TASK DESCRIPTION:
Return the number of lines below with "None" in them, and nothing else.

══════════════════════════════

//! Ingestion path for Loki push requests.
//!
//! Each stream's selector is parsed once, fingerprinted and recorded in the
//! label index; its descriptor goes to the labels buffer and its entries to
//! the samples buffer. Nothing here waits for the backend.

use crate::buffer::BatchBuffer;
use crate::core::{fingerprint, Fingerprint, LabelDescriptorRow, SampleRow};
use crate::index::LabelCatalog;
use crate::query::parse_selector;
use chrono::{DateTime, NaiveDate, Utc};
use serde::de::{DeserializeOwned, Deserializer};
use serde::{Deserialize, Serialize};
use serde_json::Value;
use std::sync::Arc;
use tracing::{debug, warn};

/// Epoch values at or above this magnitude are nanoseconds, below it
/// milliseconds. 10^14 ms is past the year 5000; 10^14 ns is 1970-01-02.
pub const NANOS_THRESHOLD: i64 = 100_000_000_000_000;

/// Body of `POST /api/prom/push`.
///
/// A badly typed stream or entry is dropped on its own; the rest of the
/// request is still ingested.
#[derive(Debug, Clone, Default, Deserialize)]
pub struct PushRequest {
    #[serde(default, deserialize_with = "lenient_list")]
    pub streams: Vec<PushStream>,
}

#[derive(Debug, Clone, Default, Deserialize)]
pub struct PushStream {
    /// Selector text such as `{job="api"}`
    #[serde(default)]
    pub labels: Option<Value>,
    #[serde(default, deserialize_with = "lenient_list")]
    pub entries: Vec<PushEntry>,
}

#[derive(Debug, Clone, Default, Deserialize)]
pub struct PushEntry {
    /// RFC3339 string, or an epoch number (or numeric string) in ms or ns,
    /// see [`NANOS_THRESHOLD`]
    #[serde(default, alias = "timestamp")]
    pub ts: Option<Value>,
    #[serde(default)]
    pub line: Option<Value>,
    #[serde(default)]
    pub value: Option<Value>,
}

/// Deserializes a JSON array element by element, dropping the elements
/// that do not fit `T`. A non-array counts as empty.
fn lenient_list<'de, D, T>(deserializer: D) -> Result<Vec<T>, D::Error>
where
    D: Deserializer<'de>,
    T: DeserializeOwned,
{
    let items = match Value::deserialize(deserializer)? {
        Value::Array(items) => items,
        Value::Null => return Ok(Vec::new()),
        other => {
            warn!(found = %other, "Ignoring push field that is not an array");
            return Ok(Vec::new());
        },
    };

    Ok(items
        .into_iter()
        .filter_map(|item| match serde_json::from_value(item) {
            Ok(parsed) => Some(parsed),
            Err(e) => {
                warn!("Dropping malformed push element: {}", e);
                None
            },
        })
        .collect())
}

/// Per-request ingestion counts.
#[derive(Debug, Clone, Copy, Default, PartialEq, Eq, Serialize)]
pub struct IngestSummary {
    pub streams_accepted: usize,
    pub streams_rejected: usize,
    pub entries_accepted: usize,
    pub entries_rejected: usize,
}

fn epoch_to_ms(epoch: i64) -> i64 {
    if epoch.unsigned_abs() >= NANOS_THRESHOLD.unsigned_abs() {
        epoch.div_euclid(1_000_000)
    } else {
        epoch
    }
}

/// Converts a push timestamp to milliseconds since the epoch.
pub fn parse_timestamp_ms(ts: &Value) -> Option<i64> {
    match ts {
        Value::Number(n) => match n.as_i64() {
            Some(epoch) => Some(epoch_to_ms(epoch)),
            None => {
                let f = n.as_f64().filter(|f| f.is_finite())?;
                if f.abs() >= NANOS_THRESHOLD as f64 {
                    Some((f / 1_000_000.0).floor() as i64)
                } else {
                    Some(f.floor() as i64)
                }
            },
        },
        Value::String(s) => {
            if let Ok(epoch) = s.parse::<i64>() {
                return Some(epoch_to_ms(epoch));
            }
            DateTime::parse_from_rfc3339(s)
                .ok()
                .map(|dt| dt.timestamp_millis())
        },
        _ => None,
    }
}

/// Numeric sample value: absent or null is 0, numeric strings are parsed.
pub fn parse_value(value: Option<&Value>) -> Option<f64> {
    match value {
        None | Some(Value::Null) => Some(0.0),
        Some(Value::Number(n)) => n.as_f64(),
        Some(Value::String(s)) => s.trim().parse().ok(),
        Some(_) => None,
    }
}

fn line_text(line: Option<&Value>) -> String {
    match line {
        None | Some(Value::Null) => String::new(),
        Some(Value::String(s)) => s.clone(),
        Some(other) => other.to_string(),
    }
}

/// Routes push requests into the index and both batch buffers.
pub struct Ingester {
    index: Arc<dyn LabelCatalog>,
    samples: Arc<BatchBuffer<SampleRow>>,
    labels: Arc<BatchBuffer<LabelDescriptorRow>>,
}

impl Ingester {
    pub fn new(
        index: Arc<dyn LabelCatalog>,
        samples: Arc<BatchBuffer<SampleRow>>,
        labels: Arc<BatchBuffer<LabelDescriptorRow>>,
    ) -> Self {
        Self {
            index,
            samples,
            labels,
        }
    }

    pub fn ingest(&self, request: &PushRequest) -> IngestSummary {
        self.ingest_on(request, Utc::now().date_naive())
    }

    /// Ingests with an explicit date for the label descriptor rows.
    pub fn ingest_on(&self, request: &PushRequest, today: NaiveDate) -> IngestSummary {
        let mut summary = IngestSummary::default();

        for stream in &request.streams {
            let Some(raw) = stream.labels.as_ref().and_then(Value::as_str) else {
                warn!(labels = ?stream.labels, "Skipping stream without string labels");
                summary.streams_rejected += 1;
                continue;
            };
            let labels = match parse_selector(raw) {
                Ok(labels) => labels,
                Err(e) => {
                    warn!(labels = raw, "Skipping stream: {}", e);
                    summary.streams_rejected += 1;
                    continue;
                },
            };

            let fp = fingerprint(&labels);
            self.index.record_label_set(fp, &labels);
            self.labels
                .add(fp, LabelDescriptorRow::new(today, fp, &labels));
            summary.streams_accepted += 1;

            for entry in &stream.entries {
                if self.push_entry(fp, entry) {
                    summary.entries_accepted += 1;
                } else {
                    summary.entries_rejected += 1;
                }
            }
        }

        debug!(
            streams = summary.streams_accepted,
            entries = summary.entries_accepted,
            rejected_streams = summary.streams_rejected,
            rejected_entries = summary.entries_rejected,
            "Push ingested"
        );
        summary
    }

    fn push_entry(&self, fp: Fingerprint, entry: &PushEntry) -> bool {
        let Some(timestamp_ms) = entry.ts.as_ref().and_then(parse_timestamp_ms) else {
            warn!(fingerprint = %fp, ts = ?entry.ts, "Skipping entry with missing or invalid timestamp");
            return false;
        };

        let Some(value) = parse_value(entry.value.as_ref()) else {
            warn!(fingerprint = %fp, value = ?entry.value, "Skipping entry with non-numeric value");
            return false;
        };

        self.samples.add(
            fp,
            SampleRow::new(fp, timestamp_ms, value, line_text(entry.line.as_ref())),
        );
        true
    }
}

══════════════════════════════

WRITTEN RESPONSE:
6